Aircraft Fuel Burn & Endurance Calculator

Calculate endurance, range, and reserve fuel from burn rate and usable fuel

Compute flight endurance, usable range, and the 30 or 45 minute VFR/IFR reserve from fuel burn rate, usable fuel quantity, and true airspeed. Pilots use it during preflight fuel planning to confirm legal reserves remain. Runs in your browser. It runs free in your browser on Gera Tools, with nothing uploaded.

Last updated Source: Gera Tools

What reserve fuel is legally required?

Under common day VFR rules you must land with at least 30 minutes of fuel at normal cruise burn, and 45 minutes for night VFR or IFR. The tool subtracts the reserve you select from usable fuel before computing the endurance and range you can actually plan to.

Running out of fuel in flight is almost always avoidable with honest planning. This calculator turns your usable fuel, cruise burn rate, and speed into endurance, range, and the time and distance you can plan to once the legal reserve is set aside.

How it works

Endurance and range come straight from the burn rate, then the reserve is removed:

endurance     = usable fuel / burn rate
range         = endurance × speed
reserve fuel  = burn rate × (reserve minutes / 60)
usable to plan = usable fuel − reserve fuel
endurance to reserve = usable to plan / burn rate
range to reserve     = endurance to reserve × speed

The endurance and range you should actually plan to are the figures after the reserve, not the tanks-dry numbers.

Understanding the two reserve categories

The required minimum reserve is not the same for every type of flight:

  • Day VFR (30 minutes): Under US 14 CFR 91.151, day VFR flights must land with enough fuel for at least 30 minutes of cruise flight at normal consumption.
  • Night VFR and IFR (45 minutes): Night VFR and IFR flights under 91.151 and 91.167 require 45 minutes of fuel at normal cruise burn (IFR calculated to the destination alternate, then adding the 45-minute reserve on top).

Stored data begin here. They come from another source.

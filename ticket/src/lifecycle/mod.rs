//! Ticket lifecycle: issue, regenerate, invalidate and expire.
//!
//! The transitions live in [`TicketReducer`], so they run unchanged in two
//! drivers:
//!
//! ```text
//! TicketLifecycleController (sync)     Store (async runtime)
//!   issue / regenerate / tick            send(action)
//!          │                                  │
//!          └──────────► TicketReducer ◄───────┘
//!                           │
//!      Delay { tick_interval, Tick { ticket_id, generation } }
//!                           │
//!          dropped (owner ticks)      executed, fed back
//! ```

pub mod actions;
pub mod controller;
pub mod environment;
pub mod reducer;
pub mod state;
pub mod store;

pub use actions::TicketAction;
pub use controller::{CodeView, TicketLifecycleController};
pub use environment::TicketEnvironment;
pub use reducer::TicketReducer;
pub use state::TicketState;
pub use store::{TicketStore, ticket_store};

These are legal minimums, not operational goals. Many pilots add personal minimums of an additional 30 minutes or more, especially in areas with limited alternate airports or when flying into forecast IMC.

What “usable fuel” actually means

Usable fuel is the fuel your aircraft can actually burn — it excludes:

  • Unusable fuel — the amount trapped below fuel pickups that the engine cannot draw on, specified in the POH
  • Fuel for start and taxi — typically 1 to 3 gallons depending on the aircraft

The POH’s usable fuel figure accounts for the unusable portion, but taxi fuel is usually listed separately. If you enter the POH usable figure here, remember to subtract anticipated taxi and runup fuel mentally.

Worked example

A Cessna 172 with 53 gallons total, 50 gallons usable, a cruise burn of 8.5 gal/h, and a true airspeed of 110 knots:

  • Total endurance (tanks dry): 50 ÷ 8.5 = 5 h 53 min
  • 45-minute IFR reserve fuel: 8.5 × 0.75 = 6.375 gal
  • Fuel available to plan: 50 − 6.375 = 43.625 gal
  • Endurance to reserve: 43.625 ÷ 8.5 = 5 h 8 min
  • Range to reserve: 5.13 h × 110 kts = 564 nm (still-air, no wind)

On a leg with a 20-knot headwind reducing groundspeed to 90 knots, that same endurance covers only 462 nm of actual ground — a significant difference over a long leg.

Tips for realistic fuel planning

Always plan with groundspeed on the specific leg, not true airspeed. Climb phase burns more fuel per mile than cruise, so add an allowance — a common rule of thumb is to budget for an extra 15 to 20 minutes of cruise consumption to cover the full climb phase. Re-run the calculation at cruise altitude with updated wind data from your weather briefing before committing to a fuel stop decision in flight.